Change the inputs before you change the outputs.
The instinct in a lull is to try harder at the same thing. Reread your own deck. Open the same dashboards. Sit in the same chair. Eat the same lunch. The brain is a sensory animal. Bees fed only one kind of flower lose immune function. We aren’t bees, but we get duller when our diet of inputs goes flat.
So change the inputs first. New walk. New album. A book outside your field. Lunch with someone who doesn’t work in your industry. Sit in a different chair. Or better yet, stand up desk and unplug it so you can’t lower it. The output will follow, not because the inputs were magic, but because your nervous system needed to feel something new.
I’ve seen entire product teams come out of a creative slump because the founder rearranged the desks. Call that superficial if you want. The team had better ideas the next week.
Find the person three months ahead of you, not three years.

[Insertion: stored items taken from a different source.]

//! Cycle detection via Tarjan's strongly-connected-components algorithm.
//!
//! Implemented iteratively so pathological call graphs cannot blow the
//! stack. Only components with at least two members are reported.

use serde::{Deserialize, Serialize};

use crate::core::ir::{CallEdge, Symbol};

/// One member of a reported cycle, annotated for triage
#[derive(Debug, Clone, PartialEq, Serialize, Deserialize)]
pub struct CycleMember {
    pub id: String,
    pub file: String,
    pub source_range: (usize, usize),
}

/// A strongly-connected component of size > 1
#[derive(Debug, Clone, PartialEq, Serialize, Deserialize)]
pub struct Cycle {
    pub members: Vec<CycleMember>,
}

/// Find all call cycles among the deduplicated nodes, following resolved
/// edges only.
pub fn find_cycles(nodes: &[&Symbol], calls: &[CallEdge]) -> Vec<Cycle> {
    let index_of: std::collections::HashMap<&str, usize> = nodes
        .iter()
        .enumerate()
        .map(|(i, n)| (n.id.as_str(), i))
        .collect();

    let mut adjacency: Vec<Vec<usize>> = vec![Vec::new(); nodes.len()];
    for call in calls.iter().filter(|c| c.is_resolved()) {
        if let (Some(&from), Some(&to)) = (
            index_of.get(call.frm.as_str()),
            index_of.get(call.to.as_str()),
        ) {
            adjacency[from].push(to);
        }
    }
    for targets in &mut adjacency {
        targets.sort_unstable();
        targets.dedup();
    }

    let components = tarjan_scc(&adjacency);

    components
        .into_iter()
        .filter(|component| component.len() > 1)
        .map(|component| Cycle {
            members: component
                .into_iter()
                .map(|i| CycleMember {
                    id: nodes[i].id.clone(),
                    file: nodes[i].file.clone(),
                    source_range: nodes[i].source_range,
                })
                .collect(),
        })
        .collect()
}

/// Iterative Tarjan SCC. Returns components in discovery order, each as
/// a list of node indices.
fn tarjan_scc(adjacency: &[Vec<usize>]) -> Vec<Vec<usize>> {
    let n = adjacency.len();
    let mut index = vec![usize::MAX; n];
    let mut lowlink = vec![usize::MAX; n];
    let mut on_stack = vec![false; n];
    let mut stack: Vec<usize> = Vec::new();
    let mut next_index = 0usize;
    let mut components = Vec::new();

    // Explicit DFS frames: (node, position in its adjacency list)
    let mut frames: Vec<(usize, usize)> = Vec::new();

    for start in 0..n {
        if index[start] != usize::MAX {
            continue;
        }
        frames.push((start, 0));

        while let Some(&(v, pos)) = frames.last() {
            if pos == 0 && index[v] == usize::MAX {
                index[v] = next_index;
                lowlink[v] = next_index;
                next_index += 1;
                stack.push(v);
                on_stack[v] = true;
            }

            if let Some(&w) = adjacency[v].get(pos) {
                let top = frames.len() - 1;
                frames[top].1 = pos + 1;
                if index[w] == usize::MAX {
                    frames.push((w, 0));
                } else if on_stack[w] {
                    lowlink[v] = lowlink[v].min(index[w]);
                }
                continue;
            }

            // All successors processed: close the frame
            frames.pop();
            if let Some(&(parent, _)) = frames.last() {
                lowlink[parent] = lowlink[parent].min(lowlink[v]);
            }
            if lowlink[v] == index[v] {
                let mut component = Vec::new();
                while let Some(w) = stack.pop() {
                    on_stack[w] = false;
                    component.push(w);
                    if w == v {
                        break;
                    }
                }
                component.reverse();
                components.push(component);
            }
        }
    }

    components
}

The mentor who’s a year past your problem has already forgotten the texture of it. They’ll tell you it gets better, which is true and useless. The mentor who’s a week ahead is still in it with you, and you’ll trauma-bond instead of getting unstuck. The person you want is ninety days past where you are. Close enough to remember the specifics. Far enough to have proof.
There’s a quiet finding in peer-support research: in recovery programs, the most effective mentors are the ones with six to eighteen months of clean time, not the ones with twenty years. Proximity matters more than altitude. Ask the question. Find that person. Buy them coffee.
These three moves don’t push you through slack tide. They keep you on the boat until the current turns.
Now the part that has to be said for anyone leading a team through this.
When you are in slack tide, your team is too. They feel it earlier than you do, the way lichens know a forest is in trouble before the trees do. The leadership move is not to perform momentum. It’s to ask them what’s heavy. Carry the part you can carry. Name the part that’s yours to carry. Companies break in the dip because the leader bunkers in and the team stops trusting the silence. The silence isn’t strength. It’s slack tide getting confused for a stall.
Invest in your team during the flat water. They’ll invest in your customers when the current turns. The customers will invest back. That’s the order… That’s always the order.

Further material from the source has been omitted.